Je nach den Anforderungen der Anwendung können zusätzliche Konfigurationen erforderlich sein:
1. Wenn ein drahtloses Netzwerk notwendig ist, sollte eine Antenne an die integrierte Schnittstelle des Entwicklungskits angeschlossen werden. Für eine Mobilfunkverbindung muss eine SIM-Karte bereitgestellt und installiert werden.
2. Alle Peripheriegeräte, die über den M.2-Steckplatz oder andere I/O-Ports angeschlossen sind, sollten getestet werden, um sicherzustellen, dass die erforderlichen Treiber und Software für diese Peripheriegeräte installiert sind.
3. Der entsprechende Azure IoT Hub oder andere Cloud-Dienste müssen konfiguriert werden, wenn die Anwendung eine Cloud-Vernetzung erfordert. Dazu gehört das Einrichten eines Azure-Kontos, das Erstellen von Ressourcen mit Azure und das Konfigurieren des Entwicklungskits für die Kommunikation mit diesen Ressourcen.
Nun kann mit der Anwendungsentwicklung und -bereitstellung fortgefahren werden. Die Entwicklung lässt sich durch Erstellen eines neuen Projekts oder Öffnen eines bestehenden Projekts in Visual Studio beginnen. Anwendungen lassen sich direkt im Gerät entwickeln, ausführen und testen.
Wenn Anwendungen stattdessen von einem Entwicklungs-PC aus debugged werden sollen, sollte Remote-Debugging eingerichtet werden. Dazu müssen die Remote-Debugging-Tools sowohl im Entwicklungskit als auch im PC konfiguriert werden.
Windows-on-Arm bietet viele überzeugende Vorteile für komplexe IoT-Geräte.

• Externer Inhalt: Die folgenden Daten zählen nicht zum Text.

//! DUMP payloads for RESTORE.
//!
//! ```text
//! <type byte><value bytes as stored in the RDB><rdb version u16 LE><crc64 LE>
//! ```
//!
//! The CRC-64 covers everything before it.

use super::reader::CRC64;
use bytes::{BufMut, Bytes, BytesMut};

pub fn payload(type_byte: u8, value: &[u8], rdb_version: u16) -> Bytes {
    let mut buf = BytesMut::with_capacity(1 + value.len() + 10);
    buf.put_u8(type_byte);
    buf.put_slice(value);
    buf.put_u16_le(rdb_version);
    let crc = CRC64.checksum(&buf);
    buf.put_u64_le(crc);
    buf.freeze()
}

/// Checks the trailer of a DUMP payload.
pub fn verify(payload: &[u8]) -> bool {
    if payload.len() < 11 {
        return false;
    }
    let (body, trailer) = payload.split_at(payload.len() - 8);
    let mut crc = [0u8; 8];
    crc.copy_from_slice(trailer);
    CRC64.checksum(body) == u64::from_le_bytes(crc)
}

#[cfg(test)]
mod tests {
    use super::*;

    #[test]
    fn test_layout() {
        let p = payload(0, b"\x01v", 11);
        assert_eq!(p[0], 0);
        assert_eq!(&p[1..3], b"\x01v");
        assert_eq!(&p[3..5], &11u16.to_le_bytes());
        assert_eq!(p.len(), 13);
        assert!(verify(&p));
    }

    #[test]
    fn test_known_redis_dump() {
        // DUMP of SET foo bar on Redis 7.0 (RDB version 10).
        let p = payload(0, b"\x03bar", 10);
        assert_eq!(&p[..7], b"\x00\x03bar\x0a\x00");
        assert!(verify(&p));
    }

    #[test]
    fn test_corruption_detected() {
        let mut p = payload(0, b"\x01v", 9).to_vec();
        p[1] ^= 0xFF;
        assert!(!verify(&p));
    }
}
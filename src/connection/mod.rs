//! Client Connections
//!
//! Everything that talks to a Redis server goes through this module: the
//! replication session reading from the source, and the writers replaying
//! into the target.
//!
//! ## Architecture
//!
//! ```text
//! ┌─────────────────────────────────────────────────────────────┐
//! │                    RedisClient<S>                           │
//! │   connect ─> AUTH ─> PING ─> request / reply                │
//! └──────────────────────┬──────────────────────────────────────┘
//!                        │ into_split()
//!           ┌────────────┴────────────┐
//!           ▼                         ▼
//! ┌───────────────────┐     ┌───────────────────────┐
//! │  CommandSink<W>   │     │    ReplyReader<R>     │
//! │  dispatch task    │     │  reply-drain task or  │
//! │  or ACK task      │     │  PSYNC stream reader  │
//! └───────────────────┘     └───────────────────────┘
//! ```
//!
//! `tls` wraps the socket in rustls when a server requires it.
//!
//! `cluster` parses `CLUSTER NODES` into the masters and slot ranges that the
//! cluster writer and the cluster source both need.
//!
//! ## Example
//!
//! ```ignore
//! use flashsync::connection::{Credentials, RedisClient, TlsOptions};
//!
//! let tls = TlsOptions::default();
//! let mut client = RedisClient::connect("127.0.0.1:6379", &Credentials::default(), &tls).await?;
//! let info = client.request_string(&["INFO", "replication"]).await?;
//! ```

pub mod client;
pub mod cluster;
pub mod tls;

// Re-export commonly used types
pub use client::{CommandSink, ConnectionError, Credentials, RedisClient, ReplyReader};
pub use cluster::{discover_masters, parse_cluster_nodes, ClusterNode};
pub use tls::{RedisStream, TlsOptions};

Das Entwicklungskit EPC-R3720IQ-AWA12 bietet einen schnellen Weg zur Erstellung von Anwendungen für das Betriebssystem, und die Hardware lässt sich in einigen Fällen auch direkt für den Einsatz verwenden. Wie gezeigt, ist der Einstieg in das Entwicklungskit ein einfacher Prozess, der es ermöglicht, die Anwendungsentwicklung mit minimaler Einrichtung zu beginnen.